He had already evolved a scheme to permanently separate Casimir
Wieniawski from his own beautiful employer, who was now dashing
along well on her way toward Munich. Alan Hawke was startled at the
distinguished appearance of the musician. An aristocratic pallor
refined his face, he was neatly booted and gloved, the elegant
lines of the Pole's supple figure were displayed in a morning frock
coat, and his chapeau de soie was virginal in its gloss.

"Some of my own twenty pounds," mused Alan Hawke, as he gayly sprang
out and saluted his dupe. "Ah! There you are. You look to-day the
old Casimir. Let us have a few last words before the boat arrives."

Hardened as he was, Alan Hawke was surprised at the childlike
lightness of the Pole's manner when they encountered the fresh
young beauties who were already the cynosure of all eyes upon the
morning boat. The storm of emotion had spent itself, and while
Alan Hawke squired, the aggressive Miss Genie, Casimir Wieniawski
was bending over the slightly dreamy and more romantic Miss Phenie!
They distributed themselves in open order, as they strolled along
toward the drawbridge of that most hospitable of old horrors,
Chillon Castle.

It was a day of days, and the artful Hawke laughed as he smoked his
cigar upon a rustic bench in the castle Garden. Miss Genie was at
his side, pouting, petulant, provokingly pretty and duly agnostic
as to the Polish prince.

A week later, Alan Hawke stood on the deck of the Sepoy, as that
reliable vessel steamed out of Brindisi harbor for Bombay. He was
watching a lace handkerchief, waved by a graceful woman, standing
alone upon the pier. The adventurer drew a silver rupee from his
pocket, and then gayly tossed it into the waves, crying, "Here's
for luck!" as he watched the slender, distant, womanly figure move
up the pier.

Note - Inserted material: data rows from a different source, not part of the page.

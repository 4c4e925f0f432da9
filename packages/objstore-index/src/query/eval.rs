//! Row-level predicate evaluation
//!
//! Follows SQL three-valued logic: a comparison involving NULL is unknown,
//! and a row matches only when the whole predicate is true.

use regex::{Regex, RegexBuilder};
use std::borrow::Cow;
use std::cmp::Ordering;
use std::collections::HashMap;

use super::ast::{Clause, Combinator, CompareOp, Operand, Predicate};
use crate::domain::IndexValue;
use crate::error::{IndexError, Result};

static NULL: IndexValue = IndexValue::Null;

/// LIKE pattern as executed: a pattern without `%` matches anywhere in the
/// value.
pub fn like_pattern(pattern: &str) -> Cow<'_, str> {
    if pattern.contains('%') {
        Cow::Borrowed(pattern)
    } else {
        Cow::Owned(format!("%{}%", pattern))
    }
}

/// Regex equivalent of a LIKE pattern; case folds for ASCII letters only
pub fn like_regex(pattern: &str) -> Result<Regex> {
    let mut source = String::with_capacity(pattern.len() + 8);
    source.push('^');
    for ch in like_pattern(pattern).chars() {
        match ch {
            '%' => source.push_str(".*"),
            '_' => source.push('.'),
            letter if letter.is_ascii_alphabetic() => {
                source.push('[');
                source.push(letter.to_ascii_lowercase());
                source.push(letter.to_ascii_uppercase());
                source.push(']');
            }
            other => source.push_str(&regex::escape(other.encode_utf8(&mut [0u8; 4]))),
        }
    }
    source.push('$');

    RegexBuilder::new(&source)
        .dot_matches_new_line(true)
        .build()
        .map_err(|e| IndexError::validation(format!("Invalid LIKE pattern '{}': {}", pattern, e)))
}

/// A predicate prepared for repeated evaluation
pub struct RowFilter<'p> {
    predicate: &'p Predicate,
    patterns: HashMap<String, Regex>,
}

impl<'p> RowFilter<'p> {
    pub fn new(predicate: &'p Predicate) -> Result<Self> {
        let mut patterns = HashMap::new();
        for clause in predicate.clauses().filter(|c| c.op.is_like()) {
            if let Operand::Value(value) = &clause.operand {
                if let Some(text) = value.as_like_text() {
                    if !patterns.contains_key(&text) {
                        let regex = like_regex(&text)?;
                        patterns.insert(text, regex);
                    }
                }
            }
        }
        Ok(Self { predicate, patterns })
    }

    /// Whether the row selected by `column` satisfies the predicate
    pub fn matches<'r>(&self, column: impl Fn(&str) -> Option<&'r IndexValue>) -> bool {
        self.eval(self.predicate, &column) == Some(true)
    }

    fn eval<'r>(&self, predicate: &Predicate, column: &dyn Fn(&str) -> Option<&'r IndexValue>) -> Option<bool> {
        let left = self.clause(&predicate.clause, column);
        match &predicate.next {
            None => left,
            Some((Combinator::And, rest)) => {
                if left == Some(false) {
                    return Some(false);
                }
                match (left, self.eval(rest, column)) {
                    (_, Some(false)) => Some(false),
                    (Some(true), Some(true)) => Some(true),
                    _ => None,
                }
            }
            Some((Combinator::Or, rest)) => {
                if left == Some(true) {
                    return Some(true);
                }
                match (left, self.eval(rest, column)) {
                    (_, Some(true)) => Some(true),
                    (Some(false), Some(false)) => Some(false),
                    _ => None,
                }
            }
        }
    }

    fn clause<'r>(&self, clause: &Clause, column: &dyn Fn(&str) -> Option<&'r IndexValue>) -> Option<bool> {
        let stored = column(&clause.field).unwrap_or(&NULL);

        match clause.op {
            CompareOp::IsNull => return Some(stored.is_null()),
            CompareOp::IsNotNull => return Some(!stored.is_null()),
            _ => {}
        }
        if stored.is_null() {
            return None;
        }

        match (&clause.op, &clause.operand) {
            (CompareOp::Like | CompareOp::NotLike, Operand::Value(pattern)) => {
                let regex = self.patterns.get(&pattern.as_like_text()?)?;
                let hit = regex.is_match(&stored.as_like_text()?);
                Some(if clause.op == CompareOp::Like { hit } else { !hit })
            }
            (CompareOp::In | CompareOp::NotIn, Operand::List(values)) => {
                let mut unknown = false;
                let mut found = false;
                for value in values {
                    match stored.compare(value) {
                        Some(Ordering::Equal) => {
                            found = true;
                            break;
                        }
                        Some(_) => {}
                        None => unknown = true,
                    }
                }
                match (found, unknown, clause.op == CompareOp::In) {
                    (true, _, is_in) => Some(is_in),
                    (false, true, _) => None,
                    (false, false, is_in) => Some(!is_in),
                }
            }
            (op, Operand::Value(value)) => {
                let ordering = stored.compare(value)?;
                Some(match op {
                    CompareOp::Eq => ordering == Ordering::Equal,
                    CompareOp::Ne => ordering != Ordering::Equal,
                    CompareOp::Lt => ordering == Ordering::Less,
                    CompareOp::Lte => ordering != Ordering::Greater,
                    CompareOp::Gt => ordering == Ordering::Greater,
                    CompareOp::Gte => ordering != Ordering::Less,
                    _ => return None,
                })
            }
            _ => None,
        }
    }
}
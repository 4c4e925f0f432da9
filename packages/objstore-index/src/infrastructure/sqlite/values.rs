//! IndexValue <-> SQLite value conversion
//!
//! Decimals are stored as text: a fixed-width key whose byte order is the
//! numeric order, `:`, then the display form at the column scale. Equality
//! and range predicates compare exactly; LIKE reads the display part.

use rusqlite::types::{ToSql, ToSqlOutput, Value, ValueRef};
use rust_decimal::prelude::FromPrimitive;
use rust_decimal::Decimal;
use std::collections::{HashMap, HashSet};
use std::str::FromStr;

use crate::domain::{fit_decimal, IndexValue, ObjectIndexType, DATETIME_FORMAT};
use crate::error::{IndexError, Result};

const DECIMAL_INT_DIGITS: usize = 29;
const DECIMAL_FRAC_DIGITS: usize = 28;

/// Sign marker plus integer and fractional digits of a stored decimal key
pub const DECIMAL_KEY_WIDTH: usize = 1 + DECIMAL_INT_DIGITS + DECIMAL_FRAC_DIGITS;

/// Stored text of a decimal.
///
/// `P` (or `N`) then 29 integer and 28 fractional digits; negative digits are
/// nine's complemented so that larger magnitudes sort first.
pub fn encode_decimal(value: &Decimal) -> String {
    let mut display = *value;
    if display.is_zero() {
        display.set_sign_positive(true);
    }
    let negative = display.is_sign_negative();

    let scale = display.scale();
    let mantissa = display.mantissa().unsigned_abs();
    let divisor = 10u128.pow(scale);
    let mut digits = format!("{:0width$}", mantissa / divisor, width = DECIMAL_INT_DIGITS);
    if scale > 0 {
        digits.push_str(&format!("{:0width$}", mantissa % divisor, width = scale as usize));
    }
    while digits.len() < DECIMAL_INT_DIGITS + DECIMAL_FRAC_DIGITS {
        digits.push('0');
    }

    let key: String = if negative {
        std::iter::once('N')
            .chain(digits.bytes().map(|d| char::from(b'9' - (d - b'0'))))
            .collect()
    } else {
        format!("P{}", digits)
    };
    format!("{}:{}", key, display)
}

/// Decimal from its stored text; plain decimal text is accepted too
pub fn decode_decimal(text: &str) -> Option<Decimal> {
    match text.split_once(':') {
        Some((key, display)) if key.len() == DECIMAL_KEY_WIDTH => Decimal::from_str(display).ok(),
        _ => Decimal::from_str(text).ok(),
    }
}

impl ToSql for IndexValue {
    fn to_sql(&self) -> rusqlite::Result<ToSqlOutput<'_>> {
        Ok(match self {
            IndexValue::Null => ToSqlOutput::Owned(Value::Null),
            IndexValue::Integer(v) => ToSqlOutput::Owned(Value::Integer(*v)),
            IndexValue::String(v) => ToSqlOutput::Borrowed(ValueRef::Text(v.as_bytes())),
            IndexValue::Binary(v) => ToSqlOutput::Borrowed(ValueRef::Blob(v)),
            IndexValue::DateTime(v) => {
                ToSqlOutput::Owned(Value::Text(v.format(DATETIME_FORMAT).to_string()))
            }
            IndexValue::Decimal(v) => ToSqlOutput::Owned(Value::Text(encode_decimal(v))),
        })
    }
}

/// Scale of a `DECIMAL(p,s)` declared column type
fn declared_scale(declared: &str) -> Option<u32> {
    let upper = declared.trim().to_ascii_uppercase();
    let args = upper.strip_prefix("DECIMAL(")?.strip_suffix(')')?;
    let (_, scale) = args.split_once(',')?;
    scale.trim().parse().ok()
}

/// Columns of a provisioned table, as reported by `pragma_table_info`
#[derive(Debug, Default)]
pub struct TableColumns {
    names: HashSet<String>,
    decimal_scales: HashMap<String, u32>,
}

impl TableColumns {
    /// From `(name, declared type)` pairs
    pub fn new(columns: impl IntoIterator<Item = (String, String)>) -> Self {
        let mut table = Self::default();
        for (name, declared) in columns {
            if let Some(scale) = declared_scale(&declared) {
                table.decimal_scales.insert(name.clone(), scale);
            }
            table.names.insert(name);
        }
        table
    }

    pub fn is_empty(&self) -> bool {
        self.names.is_empty()
    }

    pub fn contains(&self, name: &str) -> bool {
        self.names.contains(name)
    }

    pub fn decimal_scale(&self, name: &str) -> Option<u32> {
        self.decimal_scales.get(name).copied()
    }

    /// Value as written to `column`: numbers in a decimal column are fitted
    /// to its scale
    pub fn stored(&self, column: &str, value: &IndexValue) -> IndexValue {
        match (self.decimal_scale(column), value) {
            (Some(scale), IndexValue::Decimal(d)) => IndexValue::Decimal(fit_decimal(*d, scale)),
            (Some(scale), IndexValue::Integer(i)) => {
                IndexValue::Decimal(fit_decimal(Decimal::from(*i), scale))
            }
            _ => value.clone(),
        }
    }

    /// Value as compared against `column`.
    ///
    /// Never rounded: an operand finer than the column scale cannot equal a
    /// stored value. Exact operands take the column scale so the display part
    /// of the stored text matches too.
    pub fn operand(&self, column: &str, value: &IndexValue) -> IndexValue {
        let decimal = match (self.decimal_scale(column), value) {
            (Some(scale), IndexValue::Decimal(d)) => Some((scale, *d)),
            (Some(scale), IndexValue::Integer(i)) => Some((scale, Decimal::from(*i))),
            _ => None,
        };
        match decimal {
            Some((scale, d)) => {
                let fitted = fit_decimal(d, scale);
                IndexValue::Decimal(if fitted == d { fitted } else { d })
            }
            None => value.clone(),
        }
    }
}

/// Column of a result row: declared type and decimal scale
#[derive(Debug, Clone)]
pub struct ColumnSpec {
    pub name: String,
    pub data_type: ObjectIndexType,
    pub scale: u32,
}

fn mismatch(column: &ColumnSpec, raw: ValueRef<'_>) -> IndexError {
    IndexError::backing_store(format!(
        "Column '{}' holds {:?}, expected {}",
        column.name,
        raw.data_type(),
        column.data_type
    ))
}

fn text<'a>(column: &ColumnSpec, bytes: &'a [u8]) -> Result<&'a str> {
    std::str::from_utf8(bytes).map_err(|e| {
        IndexError::backing_store(format!("Column '{}' holds invalid UTF-8", column.name)).with_source(e)
    })
}

/// Convert a stored value back to its declared type
pub fn read_value(column: &ColumnSpec, raw: ValueRef<'_>) -> Result<IndexValue> {
    if let ValueRef::Null = raw {
        return Ok(IndexValue::Null);
    }

    match column.data_type {
        ObjectIndexType::Integer => match raw {
            ValueRef::Integer(v) => Ok(IndexValue::Integer(v)),
            ValueRef::Real(v) => Ok(IndexValue::Integer(v as i64)),
            _ => Err(mismatch(column, raw)),
        },
        ObjectIndexType::String => match raw {
            ValueRef::Text(bytes) => Ok(IndexValue::String(text(column, bytes)?.to_string())),
            ValueRef::Integer(v) => Ok(IndexValue::String(v.to_string())),
            ValueRef::Real(v) => Ok(IndexValue::String(v.to_string())),
            _ => Err(mismatch(column, raw)),
        },
        ObjectIndexType::Binary => match raw {
            ValueRef::Blob(bytes) | ValueRef::Text(bytes) => Ok(IndexValue::Binary(bytes.to_vec())),
            _ => Err(mismatch(column, raw)),
        },
        ObjectIndexType::DateTime => match raw {
            ValueRef::Text(bytes) => IndexValue::parse_datetime(text(column, bytes)?)
                .map(IndexValue::DateTime)
                .ok_or_else(|| mismatch(column, raw)),
            _ => Err(mismatch(column, raw)),
        },
        ObjectIndexType::Decimal => {
            let decimal = match raw {
                ValueRef::Text(bytes) => decode_decimal(text(column, bytes)?),
                ValueRef::Integer(v) => Some(Decimal::from(v)),
                ValueRef::Real(v) => Decimal::from_f64(v),
                _ => None,
            };
            decimal
                .map(|d| IndexValue::Decimal(fit_decimal(d, column.scale)))
                .ok_or_else(|| mismatch(column, raw))
        }
        ObjectIndexType::Unknown => Err(mismatch(column, raw)),
    }
}
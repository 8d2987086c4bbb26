//! Weather API Server
//!
//! In-memory airport weather store with radius queries.

use std::net::SocketAddr;
use std::path::PathBuf;
use std::sync::Arc;

use anyhow::{Context, Result};
use clap::Parser;
use tracing::info;
use tracing_subscriber::{fmt, EnvFilter};

use weather_api::config::ServiceConfig;
use weather_api::router::build_router;
use weather_api::state::AppState;

/// Weather API Server
#[derive(Parser, Debug)]
#[command(name = "weather-api")]
#[command(about = "Airport weather observation store and radius query server")]
struct Args {
    /// Listen address
    #[arg(short, long, default_value = "0.0.0.0:9090", env = "WEATHER_LISTEN_ADDR")]
    listen: String,

    /// Log level
    #[arg(long, default_value = "info", env = "RUST_LOG")]
    log_level: String,

    /// Number of worker threads
    #[arg(long, env = "WEATHER_WORKER_THREADS")]
    worker_threads: Option<usize>,

    /// Path to the YAML service configuration
    #[arg(short, long, env = "WEATHER_CONFIG")]
    config: Option<PathBuf>,
}

fn main() -> Result<()> {
    // Load .env file if present
    dotenvy::dotenv().ok();

    let args = Args::parse();

    // Build runtime with configured threads
    let mut runtime_builder = tokio::runtime::Builder::new_multi_thread();
    runtime_builder.enable_all();

    if let Some(threads) = args.worker_threads {
        runtime_builder.worker_threads(threads);
    }

    let runtime = runtime_builder
        .build()
        .context("Failed to create Tokio runtime")?;

    runtime.block_on(run_server(args))
}

async fn run_server(args: Args) -> Result<()> {
    // Initialize tracing
    let filter =
        EnvFilter::try_from_default_env().unwrap_or_else(|_| EnvFilter::new(&args.log_level));

    fmt()
        .with_env_filter(filter)
        .with_target(true)
        .with_level(true)
        .json()
        .init();

    // Initialize Prometheus metrics exporter
    let prometheus = metrics_exporter_prometheus::PrometheusBuilder::new()
        .install_recorder()
        .context("Failed to install Prometheus recorder")?;

    info!("Starting weather API server");

    let config = ServiceConfig::load(args.config.as_deref())?;
    info!(
        airports_file = %config.airports_file.display(),
        pool_size = config.pool_size,
        task_timeout_secs = config.task_timeout_secs,
        "Loaded configuration"
    );

    let state = Arc::new(AppState::new(config, Some(prometheus)).await?);
    let dispatcher = state.dispatcher.clone();
    let app = build_router(state);

    // Parse listen address
    let addr: SocketAddr = args
        .listen
        .parse()
        .with_context(|| format!("Invalid listen address: {}", args.listen))?;

    info!("Weather API listening on {}", addr);

    let listener = tokio::net::TcpListener::bind(addr)
        .await
        .with_context(|| format!("Failed to bind {}", addr))?;

    // Stop on /collect/exit or Ctrl-C, whichever comes first.
    let exit_requested = dispatcher.shutdown_signal();
    let shutdown = async move {
        tokio::select! {
            _ = exit_requested => {}
            _ = tokio::signal::ctrl_c() => {
                dispatcher.shutdown();
            }
        }
        info!("Shutting down");
    };

    axum::serve(listener, app)
        .with_graceful_shutdown(shutdown)
        .await
        .context("Server failed")?;

    Ok(())
}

There lay the Empress of India with steam now curling
from her stacks, ready to follow on to Calcutta. "I have not broken
her lines yet," murmured Major Hawke as he paced the deck, "but
I have her pretty well surrounded, cunning as she is!" and so he
complacently ordered his first bottle of pale ale.






CHAPTER IV.

THE VEILED ROSEBUD OF DELHI.





The October winds were whirling the pine needles down the mountain
defiles in the bracing Alpine autumn, as Alan Hawke sped on past
Suez, gliding on through the stifling furnace heat of the Red Sea,
past Mocha, and dashing along through the Bridge of Tears, to Aden.
He left at Suez, and also at the Eastern Gibraltar of haughty Albion,
the brief letters for his mysterious employer, and he mentally
arranged the social gambit of his reappearance at Delhi in the nine
days before the Sepoy steamed into the island-dotted bay of Bombay.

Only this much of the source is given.